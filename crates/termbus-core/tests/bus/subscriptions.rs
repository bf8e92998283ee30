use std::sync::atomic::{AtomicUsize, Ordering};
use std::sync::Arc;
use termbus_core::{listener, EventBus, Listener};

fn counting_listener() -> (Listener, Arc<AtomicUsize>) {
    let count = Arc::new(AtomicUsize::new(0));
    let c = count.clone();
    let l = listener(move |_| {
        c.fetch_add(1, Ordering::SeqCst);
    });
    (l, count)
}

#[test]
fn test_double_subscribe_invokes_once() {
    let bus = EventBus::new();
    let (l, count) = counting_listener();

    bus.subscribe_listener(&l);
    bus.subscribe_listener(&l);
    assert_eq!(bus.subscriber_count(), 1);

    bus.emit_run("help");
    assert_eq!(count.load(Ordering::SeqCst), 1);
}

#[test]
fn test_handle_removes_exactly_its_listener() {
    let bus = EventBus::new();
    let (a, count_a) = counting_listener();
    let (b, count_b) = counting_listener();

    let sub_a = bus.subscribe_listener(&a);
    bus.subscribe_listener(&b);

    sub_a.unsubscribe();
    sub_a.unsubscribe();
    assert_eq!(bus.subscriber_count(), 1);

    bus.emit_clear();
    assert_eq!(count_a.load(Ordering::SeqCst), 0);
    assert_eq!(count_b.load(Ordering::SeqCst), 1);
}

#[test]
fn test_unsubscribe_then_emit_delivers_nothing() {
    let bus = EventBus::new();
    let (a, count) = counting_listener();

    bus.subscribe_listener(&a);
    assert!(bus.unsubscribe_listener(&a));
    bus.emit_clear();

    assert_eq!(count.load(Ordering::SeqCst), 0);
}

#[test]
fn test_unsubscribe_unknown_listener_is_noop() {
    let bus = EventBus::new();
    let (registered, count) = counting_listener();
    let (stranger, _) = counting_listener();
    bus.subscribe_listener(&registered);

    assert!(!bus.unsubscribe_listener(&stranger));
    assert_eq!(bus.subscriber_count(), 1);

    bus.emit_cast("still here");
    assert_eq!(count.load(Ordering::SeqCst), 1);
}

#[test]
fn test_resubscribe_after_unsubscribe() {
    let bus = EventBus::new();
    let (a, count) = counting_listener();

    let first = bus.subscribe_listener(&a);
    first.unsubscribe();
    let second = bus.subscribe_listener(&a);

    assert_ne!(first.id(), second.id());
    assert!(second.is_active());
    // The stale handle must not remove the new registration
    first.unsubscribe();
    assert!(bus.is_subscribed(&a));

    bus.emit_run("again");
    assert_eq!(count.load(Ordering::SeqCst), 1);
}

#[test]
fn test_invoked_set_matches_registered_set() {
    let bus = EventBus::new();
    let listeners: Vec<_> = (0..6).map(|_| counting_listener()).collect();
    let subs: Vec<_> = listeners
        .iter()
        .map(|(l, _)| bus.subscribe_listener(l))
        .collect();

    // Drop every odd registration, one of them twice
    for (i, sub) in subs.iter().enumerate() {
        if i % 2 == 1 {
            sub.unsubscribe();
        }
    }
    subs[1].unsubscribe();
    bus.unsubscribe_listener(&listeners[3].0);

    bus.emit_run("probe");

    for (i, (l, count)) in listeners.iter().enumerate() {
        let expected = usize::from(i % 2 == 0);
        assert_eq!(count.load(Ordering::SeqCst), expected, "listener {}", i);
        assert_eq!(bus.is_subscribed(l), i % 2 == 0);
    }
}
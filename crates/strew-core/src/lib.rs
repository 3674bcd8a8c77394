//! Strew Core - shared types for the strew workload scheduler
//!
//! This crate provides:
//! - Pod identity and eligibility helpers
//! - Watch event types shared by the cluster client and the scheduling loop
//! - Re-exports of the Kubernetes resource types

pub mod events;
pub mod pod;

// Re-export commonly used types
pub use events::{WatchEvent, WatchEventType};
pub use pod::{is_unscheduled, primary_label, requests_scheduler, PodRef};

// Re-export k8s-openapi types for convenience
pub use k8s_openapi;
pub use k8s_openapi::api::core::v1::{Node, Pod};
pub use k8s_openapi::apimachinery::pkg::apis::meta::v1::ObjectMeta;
+ + +
Action item → For this exercise, return the material above in full and exactly.

Response below →
filename crates/termbus-core/tests/bus/subscriptions.rs
repository bf8e92998283ee30
use std::sync::atomic::{AtomicUsize, Ordering};
use std::sync::Arc;
use termbus_core::{listener, EventBus, Listener};

fn counting_listener() -> (Listener, Arc<AtomicUsize>) {
    let count = Arc::new(AtomicUsize::new(0));
    let c = count.clone();
    let l = listener(move |_| {
        c.fetch_add(1, Ordering::SeqCst);
    });
    (l, count)
}

#[test]
fn test_double_subscribe_invokes_once() {
    let bus = EventBus::new();
    let (l, count) = counting_listener();

    bus.subscribe_listener(&l);
    bus.subscribe_listener(&l);
    assert_eq!(bus.subscriber_count(), 1);

    bus.emit_run("help");
    assert_eq!(count.load(Ordering::SeqCst), 1);
}

#[test]
fn test_handle_removes_exactly_its_listener() {
    let bus = EventBus::new();
    let (a, count_a) = counting_listener();
    let (b, count_b) = counting_listener();

    let sub_a = bus.subscribe_listener(&a);
    bus.subscribe_listener(&b);

    sub_a.unsubscribe();
    sub_a.unsubscribe();
    assert_eq!(bus.subscriber_count(), 1);

    bus.emit_clear();
    assert_eq!(count_a.load(Ordering::SeqCst), 0);
    assert_eq!(count_b.load(Ordering::SeqCst), 1);
}

#[test]
fn test_unsubscribe_then_emit_delivers_nothing() {
    let bus = EventBus::new();
    let (a, count) = counting_listener();

    bus.subscribe_listener(&a);
    assert!(bus.unsubscribe_listener(&a));
    bus.emit_clear();

    assert_eq!(count.load(Ordering::SeqCst), 0);
}

#[test]
fn test_unsubscribe_unknown_listener_is_noop() {
    let bus = EventBus::new();
    let (registered, count) = counting_listener();
    let (stranger, _) = counting_listener();
    bus.subscribe_listener(&registered);

    assert!(!bus.unsubscribe_listener(&stranger));
    assert_eq!(bus.subscriber_count(), 1);

    bus.emit_cast("still here");
    assert_eq!(count.load(Ordering::SeqCst), 1);
}

#[test]
fn test_resubscribe_after_unsubscribe() {
    let bus = EventBus::new();
    let (a, count) = counting_listener();

    let first = bus.subscribe_listener(&a);
    first.unsubscribe();
    let second = bus.subscribe_listener(&a);

    assert_ne!(first.id(), second.id());
    assert!(second.is_active());
    // The stale handle must not remove the new registration
    first.unsubscribe();
    assert!(bus.is_subscribed(&a));

    bus.emit_run("again");
    assert_eq!(count.load(Ordering::SeqCst), 1);
}

#[test]
fn test_invoked_set_matches_registered_set() {
    let bus = EventBus::new();
    let listeners: Vec<_> = (0..6).map(|_| counting_listener()).collect();
    let subs: Vec<_> = listeners
        .iter()
        .map(|(l, _)| bus.subscribe_listener(l))
        .collect();

    // Drop every odd registration, one of them twice
    for (i, sub) in subs.iter().enumerate() {
        if i % 2 == 1 {
            sub.unsubscribe();
        }
    }
    subs[1].unsubscribe();
    bus.unsubscribe_listener(&listeners[3].0);

    bus.emit_run("probe");

    for (i, (l, count)) in listeners.iter().enumerate() {
        let expected = usize::from(i % 2 == 0);
        assert_eq!(count.load(Ordering::SeqCst), expected, "listener {}", i);
        assert_eq!(bus.is_subscribed(l), i % 2 == 0);
    }
}
filename crates/strew-core/src/lib.rs
repository 3674bcd8a8c77394
//! Strew Core - shared types for the strew workload scheduler
//!
//! This crate provides:
//! - Pod identity and eligibility helpers
//! - Watch event types shared by the cluster client and the scheduling loop
//! - Re-exports of the Kubernetes resource types

pub mod events;
pub mod pod;

// Re-export commonly used types
pub use events::{WatchEvent, WatchEventType};
pub use pod::{is_unscheduled, primary_label, requests_scheduler, PodRef};

// Re-export k8s-openapi types for convenience
pub use k8s_openapi;
pub use k8s_openapi::api::core::v1::{Node, Pod};
pub use k8s_openapi::apimachinery::pkg::apis::meta::v1::ObjectMeta;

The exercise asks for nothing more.